Just like as other backends, you can use it with the following code.

device = mlsdk.MNDevice("emu2")
context = Context(device)
Context.switch_context(context)

codegen-dashboard

serve Subcommand

codegen-dashboard is a web-based dashboard for the MN-Core compiler. It allows users to view ONNX files, logs, error messages and more. The executable is named codegen-dashboard-external, and located under the /opt/pfn/pfcomp/codegen/build/codegen-dashboard/ directory. To start codegen-dashboard-external, execute the following command and open the indicated URL in your web browser.
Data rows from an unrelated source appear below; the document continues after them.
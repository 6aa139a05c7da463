//! JSON event documents.

use serde_json::Value;

use super::SourceParser;
use crate::error::CalBuildResult;
use crate::raw::{DocumentRecord, RawRecord};

/// A single event object or an array of them.
#[derive(Debug, Clone, Copy, Default)]
pub struct JsonParser;

impl SourceParser for JsonParser {
    fn extensions(&self) -> &'static [&'static str] {
        &["json"]
    }

    fn parse(&self, bytes: &[u8]) -> CalBuildResult<Vec<RawRecord>> {
        let document: Value = serde_json::from_slice(bytes)?;
        Ok(document_records(document))
    }
}

/// Split a parsed document into one record per element.
pub(crate) fn document_records(document: Value) -> Vec<RawRecord> {
    match document {
        Value::Array(items) => items
            .into_iter()
            .map(|item| RawRecord::Document(DocumentRecord::from_value(item)))
            .collect(),
        other => vec![RawRecord::Document(DocumentRecord::from_value(other))],
    }
}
$ /opt/pfn/pfcomp/codegen/build/codegen-dashboard/codegen-dashboard-external serve /tmp/add_two_tensors/add
Started to serve at http://localhost:8327

Please note that this document assumes that you are working inside a Kubernetes pod, hence http://localhost:8327/ is inaccessible from your local machine. To access the page, enable port forwarding using the command below:

$ kubectl port-forward <POD_NAME> 8327:8327

The codegen-dashboard serve <codegen_dir> [flags] command requires the location of the MN-Core compiler output directory, termed as codegen_dir. In Example: Running a Pure Function on the MN-Core, the directory is generated to /tmp/add_two_tensors. codegen-dashboard can also accept optional flags such as --port <port number>, --host <hostname>, etc. For the comprehensive list of available flags, refer to codegen-dashboard serve --help.

genhtml Subcommand

codegen-dashboard provides a genhtml <codegen_dir> [flags] subcommand. This command generates HTML files inside the specified codegen_dir, which can be accessed via file URIs. The genhtml subcommand offers a subset of the features available in the serve command, but is very handy when sharing with others.
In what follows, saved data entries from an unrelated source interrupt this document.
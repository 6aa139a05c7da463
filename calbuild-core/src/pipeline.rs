//! One full build: load, normalize, merge, export.

use std::path::{Path, PathBuf};

use chrono::{DateTime, Utc};

use crate::config::BuildConfig;
use crate::date::Zone;
use crate::error::CalBuildResult;
use crate::event::CanonicalEvent;
use crate::export::{IcsOptions, generate_calendar, render_json};
use crate::merge::merge;
use crate::normalize::Normalizer;
use crate::report::{Diagnostic, Reporter};
use crate::source::{ParserRegistry, SourceLoader};

/// What happened to the .ics artifact.
#[derive(Debug, Clone, PartialEq, Eq)]
pub enum CalendarOutcome {
    Written { path: PathBuf },
    Skipped { reason: String },
}

/// Counts and paths of a finished build.
#[derive(Debug, Clone, PartialEq, Eq)]
pub struct BuildSummary {
    /// Raw records read from all source files
    pub records_loaded: usize,
    /// Records that became canonical events
    pub events_normalized: usize,
    /// Events left after deduplication, as written to the JSON feed
    pub events_written: usize,
    pub events_path: PathBuf,
    pub calendar: CalendarOutcome,
}

pub struct Pipeline<'a> {
    config: BuildConfig,
    zone: Zone,
    stamp: DateTime<Utc>,
    registry: ParserRegistry,
    reporter: &'a dyn Reporter,
}

impl<'a> Pipeline<'a> {
    /// Fails only if the configured time zone is unknown.
    pub fn new(config: BuildConfig, reporter: &'a dyn Reporter) -> CalBuildResult<Self> {
        let zone = config.zone()?;
        Ok(Pipeline {
            config,
            zone,
            stamp: Utc::now(),
            registry: ParserRegistry::standard(),
            reporter,
        })
    }

    /// DTSTAMP written into every VEVENT.
    pub fn with_stamp(mut self, stamp: DateTime<Utc>) -> Self {
        self.stamp = stamp;
        self
    }

    pub fn zone(&self) -> Zone {
        self.zone
    }

    /// Run the build.
    ///
    /// Errors only when the JSON feed cannot be written. Calendar problems
    /// are reported and show up as [`CalendarOutcome::Skipped`].
    pub async fn run(&self) -> CalBuildResult<BuildSummary> {
        let source_dir = self.config.source_path();
        tracing::debug!(dir = %source_dir.display(), zone = %self.zone, "Loading sources");

        let records = SourceLoader::new(&self.registry, self.reporter)
            .load(&source_dir)
            .await;
        let records_loaded = records.len();

        let events = Normalizer::new(self.zone, self.reporter).normalize_all(records);
        let events_normalized = events.len();

        let events = merge(events, &self.zone);
        tracing::debug!(
            loaded = records_loaded,
            normalized = events_normalized,
            merged = events.len(),
            "Merged events"
        );

        tokio::fs::create_dir_all(self.config.output_path()).await?;

        let events_path = self.config.events_path();
        let json = render_json(&events)?;
        tokio::fs::write(&events_path, json).await?;

        let calendar = self.write_calendar(&events).await;

        Ok(BuildSummary {
            records_loaded,
            events_normalized,
            events_written: events.len(),
            events_path,
            calendar,
        })
    }

    /// Publish the calendar. On failure any earlier calendar file is removed.
    async fn write_calendar(&self, events: &[CanonicalEvent]) -> CalendarOutcome {
        let path = self.config.calendar_path();

        match self.publish_calendar(events, &path).await {
            Ok(()) => CalendarOutcome::Written { path },
            Err(e) => {
                remove_if_present(&path).await;
                let reason = e.to_string();
                self.reporter.report(Diagnostic::CalendarSkipped {
                    message: reason.clone(),
                });
                CalendarOutcome::Skipped { reason }
            }
        }
    }

    /// Encode everything, then swap the file in with a rename.
    async fn publish_calendar(&self, events: &[CanonicalEvent], path: &Path) -> CalBuildResult<()> {
        let options = IcsOptions {
            zone: self.zone,
            stamp: self.stamp,
            calendar_name: self.config.calendar_name.clone(),
        };
        let ics = generate_calendar(events, &options)?;

        let tmp = staging_path(path);
        let written = match tokio::fs::write(&tmp, ics).await {
            Ok(()) => tokio::fs::rename(&tmp, path).await,
            Err(e) => Err(e),
        };
        if written.is_err() {
            remove_if_present(&tmp).await;
        }
        written.map_err(Into::into)
    }
}

fn staging_path(path: &Path) -> PathBuf {
    let mut staged = path.as_os_str().to_owned();
    staged.push(".tmp");
    PathBuf::from(staged)
}

async fn remove_if_present(path: &Path) {
    match tokio::fs::remove_file(path).await {
        Ok(()) => tracing::debug!(path = %path.display(), "Removed calendar file"),
        Err(e) if e.kind() == std::io::ErrorKind::NotFound => {}
        Err(e) => tracing::warn!(path = %path.display(), error = %e, "Could not remove calendar file"),
    }
}

#[cfg(test)]
mod tests {
    use super::*;
    use crate::report::{CollectingReporter, Severity};
    use chrono::TimeZone;
    use tempfile::TempDir;

    struct Fixture {
        tmp: TempDir,
    }

    impl Fixture {
        fn new() -> Self {
            let tmp = TempDir::new().unwrap();
            std::fs::create_dir(tmp.path().join("tasks")).unwrap();
            Fixture { tmp }
        }

        fn source(&self, name: &str, content: &str) {
            std::fs::write(self.tmp.path().join("tasks").join(name), content).unwrap();
        }

        fn config(&self) -> BuildConfig {
            BuildConfig {
                source_dir: self.tmp.path().join("tasks"),
                output_dir: self.tmp.path().join("public"),
                timezone: Some("UTC".into()),
                ..Default::default()
            }
        }

        fn output(&self, name: &str) -> PathBuf {
            self.tmp.path().join("public").join(name)
        }

        fn events(&self) -> Vec<CanonicalEvent> {
            let json = std::fs::read_to_string(self.output("events.json")).unwrap();
            serde_json::from_str(&json).unwrap()
        }
    }

    async fn build(fixture: &Fixture, reporter: &CollectingReporter) -> BuildSummary {
        Pipeline::new(fixture.config(), reporter)
            .unwrap()
            .with_stamp(Utc.with_ymd_and_hms(2024, 6, 1, 0, 0, 0).unwrap())
            .run()
            .await
            .expect("Build should succeed")
    }

    const TEAM_ICS: &str = "BEGIN:VCALENDAR\r\n\
VERSION:2.0\r\n\
PRODID:TEST\r\n\
BEGIN:VEVENT\r\n\
UID:review-1\r\n\
SUMMARY:Sprint review\r\n\
DTSTART:20240604T130000Z\r\n\
DTEND:20240604T140000Z\r\n\
END:VEVENT\r\n\
BEGIN:VEVENT\r\n\
UID:holiday-1\r\n\
SUMMARY:Holiday\r\n\
DTSTART;VALUE=DATE:20240704\r\n\
END:VEVENT\r\n\
END:VCALENDAR\r\n";

    #[tokio::test]
    async fn test_mixed_sources_merge_into_both_artifacts() {
        let fixture = Fixture::new();
        fixture.source(
            "a.json",
            r#"[{"title":"Standup","start":"2024-06-03T09:00:00Z"},{"title":"Standup","start":"2024-06-03T09:00:00Z"}]"#,
        );
        fixture.source("b.yaml", "- summary: Planning\n  dtstart: 2024-06-05T14:00:00Z\n");
        fixture.source("c.ics", TEAM_ICS);
        fixture.source("notes.md", "# not events");

        let reporter = CollectingReporter::new();
        let summary = build(&fixture, &reporter).await;

        assert_eq!(summary.records_loaded, 5);
        assert_eq!(summary.events_normalized, 5);
        assert_eq!(summary.events_written, 4);
        assert_eq!(
            summary.calendar,
            CalendarOutcome::Written {
                path: fixture.output("calendar.ics")
            }
        );

        let titles: Vec<String> = fixture.events().into_iter().map(|e| e.title).collect();
        assert_eq!(titles, vec!["Standup", "Sprint review", "Planning", "Holiday"]);

        let ics = std::fs::read_to_string(fixture.output("calendar.ics")).unwrap();
        assert_eq!(ics.matches("BEGIN:VEVENT").count(), 4);
        assert!(ics.contains("DTSTART;VALUE=DATE:20240704"), "ICS:\n{}", ics);
        assert!(ics.contains("DTSTART:20240603T090000Z"), "ICS:\n{}", ics);
    }

    #[tokio::test]
    async fn test_invalid_file_does_not_block_siblings() {
        let fixture = Fixture::new();
        fixture.source("a.json", r#"{"title":"Kept","start":"2024-06-03"}"#);
        fixture.source("b.json", r#"{"title": "Broken", "start": "#);
        fixture.source("c.yml", "title: [unclosed\n");

        let reporter = CollectingReporter::new();
        let summary = build(&fixture, &reporter).await;

        assert_eq!(summary.events_written, 1);
        assert_eq!(fixture.events()[0].title, "Kept");
        assert_eq!(reporter.count(Severity::Error), 2);
    }

    #[tokio::test]
    async fn test_unparseable_start_skips_only_the_calendar() {
        let fixture = Fixture::new();
        fixture.source(
            "a.json",
            r#"[{"title":"Fine","start":"2024-06-03T09:00:00Z"},{"title":"Vague","start":"sometime in June"}]"#,
        );

        let reporter = CollectingReporter::new();
        let summary = build(&fixture, &reporter).await;

        assert!(
            matches!(summary.calendar, CalendarOutcome::Skipped { .. }),
            "Got: {:?}",
            summary.calendar
        );
        assert!(!fixture.output("calendar.ics").exists());

        let events = fixture.events();
        assert_eq!(events.len(), 2);
        // Unparseable start sorts last
        assert_eq!(events[1].title, "Vague");

        let diagnostics = reporter.diagnostics();
        assert!(diagnostics.iter().any(|d| matches!(d, Diagnostic::DateShape { .. })));
        assert!(diagnostics.iter().any(|d| matches!(d, Diagnostic::CalendarSkipped { .. })));
    }

    #[tokio::test]
    async fn test_skipped_calendar_removes_previous_file() {
        let fixture = Fixture::new();
        fixture.source("a.json", r#"{"title":"Old","start":"2024-06-03T09:00:00Z"}"#);

        let reporter = CollectingReporter::new();
        let first = build(&fixture, &reporter).await;
        assert!(matches!(first.calendar, CalendarOutcome::Written { .. }));
        assert!(fixture.output("calendar.ics").exists());

        fixture.source(
            "a.json",
            r#"[{"title":"New","start":"2024-06-04T09:00:00Z"},{"title":"Bad","start":"someday"}]"#,
        );
        let second = build(&fixture, &reporter).await;

        assert!(
            matches!(second.calendar, CalendarOutcome::Skipped { .. }),
            "Got: {:?}",
            second.calendar
        );
        assert!(!fixture.output("calendar.ics").exists());
        assert!(!fixture.output("calendar.ics.tmp").exists());
        let titles: Vec<String> = fixture.events().into_iter().map(|e| e.title).collect();
        assert_eq!(titles, vec!["New", "Bad"]);
    }

    #[tokio::test]
    async fn test_written_calendar_leaves_no_staging_file() {
        let fixture = Fixture::new();
        fixture.source("a.json", r#"{"title":"A","start":"2024-06-03"}"#);

        let reporter = CollectingReporter::new();
        build(&fixture, &reporter).await;

        assert!(fixture.output("calendar.ics").is_file());
        assert!(!fixture.output("calendar.ics.tmp").exists());
    }

    #[tokio::test]
    async fn test_rebuild_is_byte_identical() {
        let fixture = Fixture::new();
        fixture.source(
            "a.json",
            r#"[{"title":"B","start":"2024-06-04"},{"title":"A","start":"2024-06-03T10:00"}]"#,
        );
        fixture.source("b.ics", TEAM_ICS);

        let reporter = CollectingReporter::new();
        build(&fixture, &reporter).await;
        let first_json = std::fs::read(fixture.output("events.json")).unwrap();
        let first_ics = std::fs::read(fixture.output("calendar.ics")).unwrap();

        build(&fixture, &reporter).await;
        assert_eq!(std::fs::read(fixture.output("events.json")).unwrap(), first_json);
        assert_eq!(std::fs::read(fixture.output("calendar.ics")).unwrap(), first_ics);
    }

    #[tokio::test]
    async fn test_missing_source_dir_builds_empty_feed() {
        let fixture = Fixture::new();
        let mut config = fixture.config();
        config.source_dir = fixture.tmp.path().join("missing");

        let reporter = CollectingReporter::new();
        let summary = Pipeline::new(config, &reporter).unwrap().run().await.unwrap();

        assert_eq!(summary.events_written, 0);
        assert!(fixture.tmp.path().join("missing").is_dir());
        assert_eq!(std::fs::read_to_string(fixture.output("events.json")).unwrap(), "[]");
    }

    #[tokio::test]
    async fn test_output_count_never_exceeds_records() {
        let fixture = Fixture::new();
        fixture.source(
            "a.json",
            r#"[{"title":"A","start":"2024-06-03"},{"start":"2024-06-03"},{"title":"A","start":"2024-06-03"},"junk"]"#,
        );

        let reporter = CollectingReporter::new();
        let summary = build(&fixture, &reporter).await;

        assert_eq!(summary.records_loaded, 4);
        assert_eq!(summary.events_normalized, 2);
        assert_eq!(summary.events_written, 1);
        assert!(summary.events_written <= summary.records_loaded);
    }

    #[tokio::test]
    async fn test_unwritable_output_is_fatal() {
        let fixture = Fixture::new();
        fixture.source("a.json", r#"{"title":"A","start":"2024-06-03"}"#);
        // A file where the output directory should be
        let blocker = fixture.tmp.path().join("public");
        std::fs::write(&blocker, "not a directory").unwrap();

        let reporter = CollectingReporter::new();
        let result = Pipeline::new(fixture.config(), &reporter).unwrap().run().await;
        assert!(result.is_err());
        assert!(blocker.is_file());
    }

    #[test]
    fn test_unknown_timezone_is_rejected_up_front() {
        let config = BuildConfig {
            timezone: Some("Atlantis/Capital".into()),
            ..Default::default()
        };
        let reporter = CollectingReporter::new();
        assert!(Pipeline::new(config, &reporter).is_err());
    }
}
mod logging;
mod render;

use std::path::PathBuf;

use anyhow::{Context, Result};
use calbuild_core::config::BuildConfig;
use calbuild_core::pipeline::Pipeline;
use calbuild_core::report::TracingReporter;
use clap::Parser;

use render::Render;

#[derive(Parser)]
#[command(name = "calbuild")]
#[command(
    about = "Merge JSON, YAML and .ics event files into events.json and calendar.ics"
)]
struct Cli {
    /// Config file (defaults to ./calbuild.toml if present)
    #[arg(short, long)]
    config: Option<PathBuf>,

    /// Directory with event files (overrides source_dir)
    #[arg(short, long)]
    source: Option<PathBuf>,

    /// Directory to write the artifacts to (overrides output_dir)
    #[arg(short, long)]
    output: Option<PathBuf>,

    /// IANA time zone for wall-clock times, e.g. "Europe/Berlin"
    #[arg(short, long)]
    timezone: Option<String>,

    /// Show debug output
    #[arg(short, long)]
    verbose: bool,
}

#[tokio::main]
async fn main() -> Result<()> {
    let cli = Cli::parse();
    logging::init(cli.verbose)?;

    let config = load_config(&cli)?;
    let reporter = TracingReporter;
    tracing::debug!(?config, "Resolved configuration");
    let pipeline = Pipeline::new(config, &reporter).context("Invalid configuration")?;
    tracing::debug!(zone = %pipeline.zone(), "Using time zone");

    let summary = pipeline.run().await.context("Failed to write events feed")?;
    println!("{}", summary.render());

    Ok(())
}

fn load_config(cli: &Cli) -> Result<BuildConfig> {
    let mut config = match cli.config {
        Some(ref path) => BuildConfig::load_from(path, true)?,
        None => BuildConfig::load()?,
    };

    if let Some(ref source) = cli.source {
        config.source_dir = source.clone();
    }
    if let Some(ref output) = cli.output {
        config.output_dir = output.clone();
    }
    if let Some(ref timezone) = cli.timezone {
        config.timezone = Some(timezone.clone());
    }

    Ok(config)
}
$ /opt/pfn/pfcomp/codegen/build/codegen-dashboard/codegen-dashboard-external genhtml /tmp/add_two_tensors/add
Writing /tmp/add_two_tensors/add/model.onnx.html ...
Writing /tmp/add_two_tensors/add/logviewer.html ...
Writing /tmp/add_two_tensors/add/index.html ...

Use Perfetto for Profiling

Perfetto UI thumbnail

You can profile your code with Perfetto, which loads traced data from a local file and shows the detailed analysis in an interactive way. The module mncore.utils.perfetto_trace provides an easy way to generate files that can be loaded from Perfetto UI.

To profile your code, first import trace_scope function from the module:

from mlsdk import trace_scope

Then enclose the entrypoint of your code with:

with trace_scope("trace-file-name.pb"):
  your_entry_point() # e.g. main() or run() or whatever

And that's all! The trace file will be saved to "trace-file-name.pb" when you run the code. Here is a patch to enable perfetto tracing for add.py, which is already introduced in this tutorial.

Apply this patch and save to add_trace.py:

--- add.py
+++ add_trace.py
@@ -1,5 +1,5 @@
 import torch
-from mlsdk import CacheOptions, Context, MNDevice, storage
+from mlsdk import CacheOptions, Context, MNDevice, storage, trace_scope


 def run_add():
@@ -28,4 +28,5 @@


 if __name__ == "__main__":
-    run_add()
+    with trace_scope("trace.pb"):
+        run_add()

Type the following command to check the result:

$ ./exec_with_env.sh python3 add_trace.py
...
result_on_cpu=tensor([[2., 2., 2., 2.],
        [2., 2., 2., 2.],
        [2., 2., 2., 2.]])
[908.203] perfetto.cc:53691       Tracing session 1 ended, total sessions:0
$ ls *.pb
trace.pb

Then you can access Perfetto UI and open the file (trace.pb in this example) to check the result.